Preface#
Databases are commonly used in both foundational knowledge learning and real enterprise business scenarios, and there are many jokes about how daily work is always related to CRUD. Proficiency in using mainstream relational databases is a fundamental skill for developers. This article will organize the basic knowledge and related operations of MySQL, a popular relational database, under the MacOS system for easy reference.
Overview of Data and Databases#
Data#
First, data is essentially a fact or an observed result, a logical summary of objective matters, and a form and carrier of information. People have been managing data for a long time (even before the concept existed), initially through manual management, and later gradually developing file systems (similar to libraries, categorizing different information). With the advancement of computer technology, a more convenient and efficient model of managing data through databases was finally formed.
Database#
A database is a repository that organizes, stores, and manages data according to a certain data structure, characterized by:
- Structured
- Shareable
- Low redundancy
- High independence
- Easy to expand
It is easy to understand that data organized according to different relationships/structures possesses different characteristics and is suitable for different application scenarios. Currently, databases are mainly divided into hierarchical databases, network databases, and relational databases, with MySQL being the relational database we will focus on.
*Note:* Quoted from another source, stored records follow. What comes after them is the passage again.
//! Note title and content validation
//!
//! Content is required and capped at 500 characters (the column width notes
//! always had). Titles are optional; a blank title is the same as no title.

use super::ValidationError;

/// Maximum length for note content, in characters
pub const MAX_CONTENT_LEN: usize = 500;

/// Maximum length for note titles, in characters
pub const MAX_TITLE_LEN: usize = 100;

/// Validated note body
#[derive(Debug, Clone, PartialEq, Eq)]
pub struct NoteContent(String);

impl NoteContent {
    /// Create note content, trimming surrounding whitespace.
    ///
    /// # Example
    /// ```
    /// use jotter_server::models::NoteContent;
    ///
    /// assert!(NoteContent::new("buy milk").is_ok());
    /// assert!(NoteContent::new("   ").is_err());
    /// ```
    pub fn new(s: &str) -> Result<Self, ValidationError> {
        let trimmed = s.trim();

        if trimmed.is_empty() {
            return Err(ValidationError::Empty { field: "content" });
        }

        if trimmed.chars().count() > MAX_CONTENT_LEN {
            return Err(ValidationError::TooLong {
                field: "content",
                max: MAX_CONTENT_LEN,
            });
        }

        Ok(Self(trimmed.to_owned()))
    }

    pub fn as_str(&self) -> &str {
        &self.0
    }
}

impl AsRef<str> for NoteContent {
    fn as_ref(&self) -> &str {
        &self.0
    }
}

/// Validated note title
#[derive(Debug, Clone, PartialEq, Eq)]
pub struct NoteTitle(String);

impl NoteTitle {
    /// Parse an optional title. Blank input yields `Ok(None)`.
    pub fn parse(s: &str) -> Result<Option<Self>, ValidationError> {
        let trimmed = s.trim();

        if trimmed.is_empty() {
            return Ok(None);
        }

        if trimmed.chars().count() > MAX_TITLE_LEN {
            return Err(ValidationError::TooLong {
                field: "title",
                max: MAX_TITLE_LEN,
            });
        }

        Ok(Some(Self(trimmed.to_owned())))
    }

    pub fn as_str(&self) -> &str {
        &self.0
    }
}

impl AsRef<str> for NoteTitle {
    fn as_ref(&self) -> &str {
        &self.0
    }
}

#[cfg(test)]
mod tests {
    use super::*;

    #[test]
    fn content_is_trimmed() {
        let content = NoteContent::new("  hello  ").unwrap();
        assert_eq!(content.as_str(), "hello");
    }

    #[test]
    fn rejects_blank_content() {
        let err = NoteContent::new(" \n\t ").unwrap_err();
        assert!(matches!(err, ValidationError::Empty { field: "content" }));
    }

    #[test]
    fn content_max_length_counts_chars() {
        // multi-byte characters count once
        let at_limit = "é".repeat(MAX_CONTENT_LEN);
        assert!(NoteContent::new(&at_limit).is_ok());

        let over = "a".repeat(MAX_CONTENT_LEN + 1);
        let err = NoteContent::new(&over).unwrap_err();
        assert!(matches!(err, ValidationError::TooLong { max: 500, .. }));
    }

    #[test]
    fn blank_title_is_none() {
        assert_eq!(NoteTitle::parse("").unwrap(), None);
        assert_eq!(NoteTitle::parse("   ").unwrap(), None);
    }

    #[test]
    fn title_is_trimmed_and_capped() {
        let title = NoteTitle::parse(" Groceries ").unwrap().unwrap();
        assert_eq!(title.as_str(), "Groceries");

        let long = "t".repeat(MAX_TITLE_LEN + 1);
        assert!(NoteTitle::parse(&long).is_err());
    }
}
//! Domain models with validation at construction
//!
//! All user input is validated when creating these types.
//! Invalid input returns ValidationError, not panic.

pub mod forms;
pub mod note;
pub mod pagination;
pub mod user;
pub mod validation;

pub use forms::{
    Credentials, FieldError, FormErrors, LoginForm, NoteForm, NoteInput, RegisterForm,
    Registration,
};
pub use note::{NoteContent, NoteTitle};
pub use pagination::{PageParams, Paginated, Pagination};
pub use user::{Password, Username};
pub use validation::ValidationError;
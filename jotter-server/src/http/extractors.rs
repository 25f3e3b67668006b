//! Custom Axum extractors

use std::sync::Arc;

use axum::extract::{FromRequestParts, Path};
use axum::http::request::Parts;
use tower_sessions::Session;

use super::error::WebError;
use super::server::AppState;
use crate::auth;
use crate::db::{DbError, User, UserRepo};

/// Integer note id from the path.
///
/// Anything that is not an integer is a 404, as if no route had matched.
pub struct NoteId(pub i64);

impl<S> FromRequestParts<S> for NoteId
where
    S: Send + Sync,
{
    type Rejection = WebError;

    async fn from_request_parts(parts: &mut Parts, state: &S) -> Result<Self, Self::Rejection> {
        let Path(id): Path<String> = Path::from_request_parts(parts, state)
            .await
            .map_err(|_| WebError::NotFound)?;

        id.parse().map(Self).map_err(|_| WebError::NotFound)
    }
}

/// Signed-in user, if any
pub struct MaybeUser(pub Option<User>);

impl FromRequestParts<Arc<AppState>> for MaybeUser {
    type Rejection = WebError;

    async fn from_request_parts(
        parts: &mut Parts,
        state: &Arc<AppState>,
    ) -> Result<Self, Self::Rejection> {
        let session = session_from(parts, state).await?;

        let Some(user_id) = auth::current_user_id(&session).await? else {
            return Ok(Self(None));
        };

        match UserRepo::new(&state.pool).get(user_id).await {
            Ok(user) => Ok(Self(Some(user))),
            // account removed while the session was alive
            Err(DbError::NotFound { .. }) => {
                tracing::warn!(user_id, "session refers to a missing user, signing out");
                auth::logout(&session).await?;
                Ok(Self(None))
            }
            Err(e) => Err(WebError::Database(e)),
        }
    }
}

/// Signed-in user; anonymous requests are sent to the login form
pub struct RequireUser(pub User);

impl FromRequestParts<Arc<AppState>> for RequireUser {
    type Rejection = WebError;

    async fn from_request_parts(
        parts: &mut Parts,
        state: &Arc<AppState>,
    ) -> Result<Self, Self::Rejection> {
        let MaybeUser(user) = MaybeUser::from_request_parts(parts, state).await?;

        user.map(Self).ok_or_else(|| WebError::Unauthenticated {
            next: parts
                .uri
                .path_and_query()
                .map(|pq| pq.as_str().to_owned())
                .unwrap_or_else(|| parts.uri.path().to_owned()),
        })
    }
}

async fn session_from(parts: &mut Parts, state: &Arc<AppState>) -> Result<Session, WebError> {
    Session::from_request_parts(parts, state)
        .await
        .map_err(|(_, reason)| WebError::NoSession(reason))
}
Database Management System (DBMS)#
A Database Management System (DBMS) is a system for performing various operations on databases. It has core functions such as establishing and maintaining databases, organizing and managing data storage, controlling databases, defining data, manipulating data, and managing communication between data. Different DBMSs handle databases and data differently, and the presentation of data also varies. It is often necessary to choose an appropriate DBMS based on data scale, business needs, and other scenarios. For example, in cases of massive data and high-concurrency data read/write, the performance of relational databases can significantly decline.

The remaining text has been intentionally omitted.